Ia tak pikirkan apa yang akan terjadi dengan dirinya sebagai pekerja perempuan di negeri orang yang banyak kita temukan fakta, bahwa mereka banyak mendapatkan perlakuan kasar dan pelecehan. Ia juga tak fikirkan bagaimana anak dan suami yang ia tinggalkan, Ia tak fikirkan kalau seandainya ia bekerja pada majikan yang beragama Yahudi atau Nashrani. Ia tak peduli akan semua kemungkinan yang akan terjadi ini, yang ada di fikirannya sederhana saja, bagaimana bisa memperoleh gaji besar, lalu pulang kampung membangun rumah baru…, membeli alat rumah tangga nan mewah dan memiliki sepeda motor, dan membuat tetangga terkagum-kagum karena ia bisa menafkahi keluarganya.

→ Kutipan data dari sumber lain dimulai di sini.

impl RaftRouter {
    /// Create a new instance.
    pub fn new(config: Arc<Config>) -> Self {
        Self {
            config,
            routing_table: Default::default(),
            isolated_nodes: Default::default(),
        }
    }

    /// Create a cluster from scratch: every listed node's store is bootstrapped with the same
    /// membership config, then all nodes are started. An election follows among the voters.
    pub async fn new_cluster(
        self: &Arc<Self>,
        voters: BTreeSet<NodeId>,
        spares: BTreeSet<NodeId>,
    ) -> Result<()> {
        let membership = membership_of(&voters, &spares);
        for id in voters.iter().chain(spares.iter()) {
            let sto = Arc::new(MemStore::new(*id));
            sto.bootstrap(membership.clone()).await?;
            self.new_raft_node_with_sto(*id, sto).await;
        }
        Ok(())
    }

    /// Create and register a new Raft node bearing the given ID, with a pristine store.
    pub async fn new_raft_node(self: &Arc<Self>, id: NodeId) {
        let memstore = Arc::new(MemStore::new(id));
        self.new_raft_node_with_sto(id, memstore).await
    }

    pub async fn new_raft_node_with_sto(self: &Arc<Self>, id: NodeId, sto: Arc<MemStore>) {
        let node = Raft::new(id, self.config.clone(), self.clone(), sto.clone());
        let mut rt = self.routing_table.write().await;
        rt.insert(id, (node, sto));
    }

    /// Remove the target node from the routing table & isolation.
    pub async fn remove_node(&self, id: NodeId) -> Option<(MemRaft, Arc<MemStore>)> {
        let mut rt = self.routing_table.write().await;
        let opt_handles = rt.remove(&id);
        let mut isolated = self.isolated_nodes.write().await;
        isolated.remove(&id);

        opt_handles
    }

    /// Isolate the network of the specified node.
    #[tracing::instrument(level = "debug", skip(self))]
    pub async fn isolate_node(&self, id: NodeId) {
        self.isolated_nodes.write().await.insert(id);
    }

    /// Restore the network of the specified node.
    #[tracing::instrument(level = "debug", skip(self))]
    pub async fn restore_node(&self, id: NodeId) {
        let mut nodes = self.isolated_nodes.write().await;
        nodes.remove(&id);
    }

    /// Get a payload of the latest metrics from each node in the cluster.
    pub async fn latest_metrics(&self) -> Vec<RaftMetrics> {
        let rt = self.routing_table.read().await;
        let mut metrics = vec![];
        for node in rt.values() {
            metrics.push(node.0.metrics().borrow().clone());
        }
        metrics
    }

    /// Get a handle to the storage backend for the target node.
    pub async fn get_storage_handle(&self, node_id: &NodeId) -> Result<Arc<MemStore>> {
        let rt = self.routing_table.read().await;
        let addr = rt.get(node_id).with_context(|| format!("could not find node {} in routing table", node_id))?;
        let sto = addr.clone().1;
        Ok(sto)
    }

    /// Get a handle to the Raft node bearing the given ID.
    pub async fn get_raft_handle(&self, node_id: &NodeId) -> Result<MemRaft> {
        let rt = self.routing_table.read().await;
        let node = rt.get(node_id).with_context(|| format!("could not find node {} in routing table", node_id))?;
        Ok(node.0.clone())
    }

    pub async fn wait(&self, node_id: &NodeId, timeout: Option<Duration>) -> Result<Wait> {
        let rt = self.routing_table.read().await;
        let node = rt.get(node_id).with_context(|| format!("node {} not found", node_id))?;

        Ok(node.0.wait(timeout))
    }

    /// Wait for metrics until it satisfies some condition.
    #[tracing::instrument(level = "info", skip(self, func))]
    pub async fn wait_for_metrics<T>(
        &self,
        node_id: &NodeId,
        func: T,
        timeout: Option<Duration>,
        msg: &str,
    ) -> Result<RaftMetrics>
    where
        T: Fn(&RaftMetrics) -> bool + Send,
    {
        let wait = self.wait(node_id, timeout).await?;
        let rst = wait.metrics(func, msg).await?;
        Ok(rst)
    }

    /// Wait for the cluster to elect a leader, returning its ID.
    #[tracing::instrument(level = "info", skip(self))]
    pub async fn wait_for_leader(&self, timeout: Duration, msg: &str) -> Result<NodeId> {
        let deadline = tokio::time::Instant::now() + timeout;
        loop {
            if let Some(leader) = self.leader().await {
                return Ok(leader);
            }
            if tokio::time::Instant::now() > deadline {
                return Err(anyhow!("timeout waiting for a cluster leader: {}", msg));
            }
            tokio::time::sleep(Duration::from_millis(50)).await;
        }
    }

    /// Wait for specified nodes until they applied upto `want_log`(inclusive) logs.
    #[tracing::instrument(level = "info", skip(self))]
    pub async fn wait_for_log(
        &self,
        node_ids: &BTreeSet<u64>,
        want_log: u64,
        timeout: Option<Duration>,
        msg: &str,
    ) -> Result<()> {
        for i in node_ids.iter() {
            self.wait(i, timeout).await?.log(want_log, msg).await?;
        }
        Ok(())
    }

    /// Wait for specified nodes until they applied at least upto `want` logs.
    #[tracing::instrument(level = "info", skip(self))]
    pub async fn wait_for_applied(
        &self,
        node_ids: &BTreeSet<u64>,
        want: u64,
        timeout: Option<Duration>,
        msg: &str,
    ) -> Result<()> {
        for i in node_ids.iter() {
            self.wait(i, timeout).await?.applied_at_least(want, msg).await?;
        }
        Ok(())
    }

    /// Wait for specified nodes until their state becomes `state`.
    #[tracing::instrument(level = "info", skip(self))]
    pub async fn wait_for_state(
        &self,
        node_ids: &BTreeSet<u64>,
        want_state: State,
        timeout: Option<Duration>,
        msg: &str,
    ) -> Result<()> {
        for i in node_ids.iter() {
            self.wait(i, timeout).await?.state(want_state, msg).await?;
        }
        Ok(())
    }

    /// Wait for specified nodes until their snapshot becomes `want`.
    #[tracing::instrument(level = "info", skip(self))]
    pub async fn wait_for_snapshot(
        &self,
        node_ids: &BTreeSet<u64>,
        want: LogId,
        timeout: Option<Duration>,
        msg: &str,
    ) -> Result<()> {
        for i in node_ids.iter() {
            self.wait(i, timeout).await?.snapshot(want, msg).await?;
        }
        Ok(())
    }

    /// Get the ID of the current leader.
    pub async fn leader(&self) -> Option<NodeId> {
        let isolated = self.isolated_nodes.read().await;
        self.latest_metrics().await.into_iter().find_map(|node| {
            if node.current_leader == Some(node.id) && node.state == State::Leader {
                if isolated.contains(&node.id) {
                    None
                } else {
                    Some(node.id)
                }
            } else {
                None
            }
        })
    }

    /// Submit a barrier to the target node.
    pub async fn barrier(&self, target: NodeId) -> Result<u64, ResponseError> {
        let node = self.get_node(target).await;
        node.barrier().await
    }

    pub async fn add_server(&self, leader: NodeId, target: NodeId) -> Result<u64, ResponseError> {
        let node = self.get_node(leader).await;
        node.add_server(target, format!("node-{}", target)).await
    }

    pub async fn assign_role(&self, leader: NodeId, target: NodeId, role: Role) -> Result<u64, ResponseError> {
        let node = self.get_node(leader).await;
        node.assign_role(target, role).await
    }

    pub async fn remove_server(&self, leader: NodeId, target: NodeId) -> Result<u64, ResponseError> {
        let node = self.get_node(leader).await;
        node.remove_server(target).await
    }

    pub async fn transfer_leadership(&self, leader: NodeId, target: NodeId) -> Result<NodeId, TransferError> {
        let node = self.get_node(leader).await;
        node.transfer_leadership(target).await
    }

    async fn get_node(&self, id: NodeId) -> MemRaft {
        let rt = self.routing_table.read().await;
        rt.get(&id).unwrap_or_else(|| panic!("node with ID {} does not exist", id)).0.clone()
    }

    /// Request the current leader from the target node.
    pub async fn current_leader(&self, target: NodeId) -> Option<NodeId> {
        let node = self.get_node(target).await;
        node.current_leader().await
    }

    /// Send a client request to the target node, causing test failure on error.
    pub async fn client_request(&self, target: NodeId, client_id: &str, serial: u64) {
        let req = MemClientRequest {
            client: client_id.into(),
            serial,
            status: format!("request-{}", serial),
        };
        if let Err(err) = self.send_client_request(target, req).await {
            tracing::error!({error=%err}, "error from client request");
            panic!("{:?}", err)
        }
    }

    /// Send multiple client requests to the target node, one at a time, causing test failure on
    /// error.
    pub async fn client_request_many(&self, target: NodeId, client_id: &str, count: usize) {
        for idx in 0..count {
            self.client_request(target, client_id, idx as u64).await
        }
    }

    /// Send a batch of concurrent client requests to the target node; entries commit in batches
    /// as replication strides over them.
    pub async fn client_request_concurrent(&self, target: NodeId, client_id: &str, count: usize) {
        use futures::stream::FuturesUnordered;
        use futures::StreamExt;

        let mut pending = FuturesUnordered::new();
        for idx in 0..count {
            let node = self.get_node(target).await;
            let req = MemClientRequest {
                client: format!("{}-{}", client_id, idx),
                serial: idx as u64,
                status: format!("request-{}", idx),
            };
            pending.push(async move { node.client_write(ClientWriteRequest::new(req)).await });
        }
        while let Some(res) = pending.next().await {
            if let Err(err) = res {
                panic!("client request failed: {:?}", err)
            }
        }
    }

    /// Send a client request to the target node, returning the result.
    pub async fn try_client_request(
        &self,
        target: NodeId,
        client_id: &str,
        serial: u64,
    ) -> std::result::Result<MemClientResponse, ClientWriteError<MemClientRequest>> {
        let req = MemClientRequest {
            client: client_id.into(),
            serial,
            status: format!("request-{}", serial),
        };
        self.send_client_request(target, req).await
    }

    async fn send_client_request(
        &self,
        target: NodeId,
        req: MemClientRequest,
    ) -> std::result::Result<MemClientResponse, ClientWriteError<MemClientRequest>> {
        let node = self.get_node(target).await;
        node.client_write(ClientWriteRequest::new(req)).await.map(|res| res.data)
    }

    //////////////////////////////////////////////////////////////////////////////////////////////

    /// Assert that the cluster has an elected leader, and is in a stable state with all
    /// non-isolated nodes agreeing on leader, term and log.
    pub async fn assert_stable_cluster(&self, expected_term: Option<u64>, expected_last_log: Option<u64>) {
        let isolated = self.isolated_nodes.read().await;
        let nodes = self.latest_metrics().await;

        let non_isolated_nodes: Vec<_> = nodes.iter().filter(|node| !isolated.contains(&node.id)).collect();
        let leader = non_isolated_nodes
            .iter()
            .find(|node| node.state == State::Leader)
            .expect("expected to find a cluster leader");

        let expected_term = match expected_term {
            Some(term) => term,
            None => leader.current_term,
        };
        let expected_last_log = match expected_last_log {
            Some(idx) => idx,
            None => leader.last_log_index,
        };

        for node in non_isolated_nodes.iter() {
            assert_eq!(
                node.current_leader,
                Some(leader.id),
                "node {} has leader {:?}, expected {}",
                node.id,
                node.current_leader,
                leader.id
            );
            assert_eq!(
                node.current_term, expected_term,
                "node {} has term {}, expected {}",
                node.id, node.current_term, expected_term
            );
            assert_eq!(
                node.last_log_index, expected_last_log,
                "node {} has last_log_index {}, expected {}",
                node.id, node.last_log_index, expected_last_log
            );
        }
    }
}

Mungkin saudari kita ini tak sempat sampai kesitu, atau malah mungkin ia belum pernah tahu bahwa Allah telah menetapkan Syariat Islam yang mengatur sistem interaksi kehidupan di masyarakat. Bahkan ia juga telah menikah dengan seorang laki-laki yang semestinya punya izzah sebagai seorang qawwam yang bisa menafkahi, menjaga, melindungi, dan mendidik istri dan keluarga dengan baik.

Kaum laki-laki itu adalah pemimpin bagi kaum wanita, oleh karena Allah Telah melebihkan sebahagian mereka (laki-laki) atas sebahagian yang lain (wanita), dan karena mereka (laki-laki) telah menafkahkan sebagian dari harta mereka. sebab itu Maka wanita yang saleh, ialah yang taat kepada Allah lagi memelihara diri[1] ketika suaminya tidak ada, oleh karena Allah telah memelihara (mereka)[2]. (Q.S. An-nisa : 3)
[1]  Maksudnya: tidak berlaku curang serta memelihara rahasia dan harta suaminya. 
[2]  Maksudnya: Allah Telah mewajibkan kepada suami untuk mempergauli isterinya dengan baik.

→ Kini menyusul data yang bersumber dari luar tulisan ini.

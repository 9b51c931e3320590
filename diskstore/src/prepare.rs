//! Background preparation of open segment files.
//!
//! Appends never wait for file allocation on the happy path: a background preparer keeps a
//! small pool of pre-allocated open segments ready. A consumer dequeues a ready segment, or
//! waits for the in-flight creation to complete. On close, pending acquisitions are flushed
//! with `Canceled`, unused prepared files are removed, and an in-flight creation is marked
//! canceled so that its completion only cleans up after itself.

use std::collections::VecDeque;
use std::fs;
use std::io::Write;
use std::path::Path;
use std::path::PathBuf;

use bytes::BufMut;
use tokio::sync::mpsc;
use tokio::sync::oneshot;
use tokio::task::JoinHandle;

use crate::error::StoreError;
use crate::segment;

/// Number of open segments that we try to keep ready for writing.
const TARGET_POOL_SIZE: usize = 2;

/// A pre-allocated open segment, ready for appends.
pub(crate) struct PreparedSegment {
    /// The segment counter, embedded in its `open-<counter>` filename.
    pub counter: u64,
    /// The path of the segment file.
    pub path: PathBuf,
    /// The segment file, with the format header already written.
    pub file: fs::File,
}

enum PrepareMsg {
    Acquire(oneshot::Sender<Result<PreparedSegment, StoreError>>),
    Close(oneshot::Sender<()>),
}

/// A handle to the background segment preparer.
pub(crate) struct Preparer {
    tx: mpsc::UnboundedSender<PrepareMsg>,
}

impl Preparer {
    /// Spawn the preparer for the given directory.
    ///
    /// `next_counter` must be greater than the counter of any open segment already on disk.
    pub(crate) fn spawn(dir: PathBuf, segment_size: u64, next_counter: u64) -> Self {
        let (tx, rx) = mpsc::unbounded_channel();
        let task = PrepareTask {
            dir,
            segment_size,
            next_counter,
            rx,
            pool: VecDeque::new(),
            pending: VecDeque::new(),
            inflight: None,
            closing: false,
        };
        tokio::spawn(task.run());
        Self { tx }
    }

    /// Acquire a prepared segment, waiting for one to be created if the pool is empty.
    pub(crate) async fn acquire(&self) -> Result<PreparedSegment, StoreError> {
        let (tx, rx) = oneshot::channel();
        self.tx.send(PrepareMsg::Acquire(tx)).map_err(|_| StoreError::Canceled)?;
        rx.await.map_err(|_| StoreError::Canceled)?
    }

    /// Shut the preparer down, removing unused prepared segments.
    pub(crate) async fn close(&self) {
        let (tx, rx) = oneshot::channel();
        if self.tx.send(PrepareMsg::Close(tx)).is_ok() {
            let _ = rx.await;
        }
    }
}

struct PrepareTask {
    dir: PathBuf,
    segment_size: u64,
    next_counter: u64,
    rx: mpsc::UnboundedReceiver<PrepareMsg>,
    pool: VecDeque<PreparedSegment>,
    pending: VecDeque<oneshot::Sender<Result<PreparedSegment, StoreError>>>,
    inflight: Option<JoinHandle<Result<PreparedSegment, StoreError>>>,
    closing: bool,
}

impl PrepareTask {
    async fn run(mut self) {
        loop {
            self.maybe_prepare_segment();
            self.process_pending();

            if self.closing && self.inflight.is_none() {
                return;
            }

            let mut inflight = self.inflight.take();
            let inflight_active = inflight.is_some();
            tokio::select! {
                msg = self.rx.recv() => {
                    self.inflight = inflight;
                    match msg {
                        Some(PrepareMsg::Acquire(tx)) => {
                            if self.closing {
                                let _ = tx.send(Err(StoreError::Canceled));
                            } else {
                                self.pending.push_back(tx);
                            }
                        }
                        Some(PrepareMsg::Close(done)) => {
                            self.begin_close();
                            let _ = done.send(());
                        }
                        None => {
                            self.begin_close();
                        }
                    }
                },
                res = async { inflight.as_mut().expect("guarded by branch precondition").await }, if inflight_active => {
                    match res {
                        Ok(Ok(prepared)) => {
                            if self.closing {
                                // Creation was canceled: the completion only cleans up.
                                tracing::debug!(file=?prepared.path, "canceled creation of prepared segment");
                                let _ = fs::remove_file(&prepared.path);
                            } else {
                                tracing::debug!(file=?prepared.path, "completed creation of prepared segment");
                                self.pool.push_back(prepared);
                            }
                        }
                        Ok(Err(err)) => {
                            // A failed creation fails every waiting acquisition; the store
                            // surfaces this as an I/O error and refuses further appends.
                            tracing::error!(error=%err, "failed to create prepared segment");
                            self.fail_pending();
                        }
                        Err(join_err) => {
                            tracing::error!(error=%join_err, "prepared segment creation task panicked");
                            self.fail_pending();
                        }
                    }
                }
            }
        }
    }

    /// If the pool is below target and no creation is in flight, start creating a segment.
    fn maybe_prepare_segment(&mut self) {
        if self.closing || self.inflight.is_some() || self.pool.len() >= TARGET_POOL_SIZE {
            return;
        }
        let counter = self.next_counter;
        self.next_counter += 1;
        let dir = self.dir.clone();
        let size = self.segment_size;
        self.inflight = Some(tokio::task::spawn_blocking(move || create_segment(&dir, counter, size)));
    }

    /// Serve waiting acquisitions from the pool.
    fn process_pending(&mut self) {
        while !self.pending.is_empty() && !self.pool.is_empty() {
            let tx = self.pending.pop_front().expect("pending checked non-empty");
            let prepared = self.pool.pop_front().expect("pool checked non-empty");
            let _ = tx.send(Ok(prepared));
        }
    }

    fn fail_pending(&mut self) {
        for tx in self.pending.drain(..) {
            let _ = tx.send(Err(StoreError::Canceled));
        }
    }

    fn begin_close(&mut self) {
        self.closing = true;
        // Flush pending acquisitions.
        for tx in self.pending.drain(..) {
            let _ = tx.send(Err(StoreError::Canceled));
        }
        // Remove unused prepared segments.
        for prepared in self.pool.drain(..) {
            let _ = fs::remove_file(&prepared.path);
        }
        // An in-flight creation keeps running; its completion cleans up (see `run`).
    }
}

/// Create and pre-allocate one open segment file, leaving its format header in place.
fn create_segment(dir: &Path, counter: u64, size: u64) -> Result<PreparedSegment, StoreError> {
    let path = dir.join(segment::open_name(counter));
    let mut file = fs::OpenOptions::new().create_new(true).read(true).write(true).open(&path)?;
    file.set_len(size)?;

    let mut header = Vec::with_capacity(segment::SEGMENT_HEADER_SIZE as usize);
    header.put_u64_le(segment::SEGMENT_FORMAT);
    file.write_all(&header)?;
    file.sync_all()?;
    crate::snapshot::sync_dir(dir)?;

    Ok(PreparedSegment { counter, path, file })
}

#[cfg(test)]
mod tests {
    use super::*;

    #[tokio::test]
    async fn acquire_returns_distinct_prepared_segments() {
        let dir = tempfile::tempdir().unwrap();
        let preparer = Preparer::spawn(dir.path().to_path_buf(), 4096, 1);

        let first = preparer.acquire().await.unwrap();
        let second = preparer.acquire().await.unwrap();
        assert_ne!(first.counter, second.counter);
        assert!(first.path.exists());
        assert!(second.path.exists());
        assert_eq!(first.file.metadata().unwrap().len(), 4096);

        preparer.close().await;
    }

    #[tokio::test]
    async fn close_removes_unused_segments_and_cancels_acquires() {
        let dir = tempfile::tempdir().unwrap();
        let preparer = Preparer::spawn(dir.path().to_path_buf(), 4096, 1);

        // Let the pool fill, then close.
        let held = preparer.acquire().await.unwrap();
        preparer.close().await;

        // The handed-out segment is the caller's business; everything else is gone.
        let remaining: Vec<_> = fs::read_dir(dir.path())
            .unwrap()
            .filter_map(|e| e.ok())
            .filter_map(|e| e.file_name().to_str().map(String::from))
            .filter(|name| segment::parse_open_name(name).is_some())
            .collect();
        assert_eq!(remaining, vec![held.path.file_name().unwrap().to_str().unwrap().to_string()]);

        assert!(matches!(preparer.acquire().await, Err(StoreError::Canceled)));
    }
}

Saudari kita ini adalah cermin perwakilan dari kondisi masyarakat kita yang tak memahami Islam dengan kaffah (seutuhnya/menyeluruh)…Maka disinilah dituntut peran kita sebagai seorang penuntut ilmu dan pendakwah. Inilah ladang dakwah, yang telah menunggu kepulangan kita ke tanah air tercinta, dan untuk pembekalan dakwah inilah kita datang ke negeri Para Nabi ini.

Paling penting untuk diingat adalah bahwa amanah ini pasti akan dihisab oleh Allah Rabbul ‘Alamin. Terserah bagaimana cara/metode tepat, yang kita pilih dalam menjalankan tugas utama ini, selama kita bisa bermanfaat di tengah masyarakat dengan dakwah Islam.


Bahkan kita juga berkewajiban menjadi seorang fasilitator agar masyarakat Islam bisa mengenal dan memahami Syariat agamanya sendiri dengan ilmu dan akal mereka sendiri, dengan cara memotivasi mereka untuk berproses dalam kegiatan ta’allum, untuk kemudian beramal shalih berdasarkan Al-Quran dan Sunnah Rasulullah yang shahih. Ini agar masyarakat Islam terjaga dari taqlid buta terhadap ulama atau mazhab tertentu yang membawa kepada pengkultusan individu yang dianggap baik dan sempurna tanpa mempunyai neraca pemahaman yang kuat. Tak bisa dipungkiri bahwa taqlid mazhab telah membingungkan masyarakat kita, bahkan sampai menyalahkan satu sama lain karena berbeda mazhab.

Sekarang saatnya memahami Islam dengan menggunakan ilmu dalam mengkaji dan mentela’ah Al-Quran dan Sunnah Rasulullah, dengan menjadikan mazhab sebagai wasilah menuju pemahaman Syar’i, sampai kita menemukan titik kebenaran yang haq dalam mengamalkan Syariat Islam. Allah telah menciptakan akal bagi manusia tidak lain untuk mengenal Allah dan syariat-Nya dengan fasilitas akal yang telah Allah amanahkan kepada kita.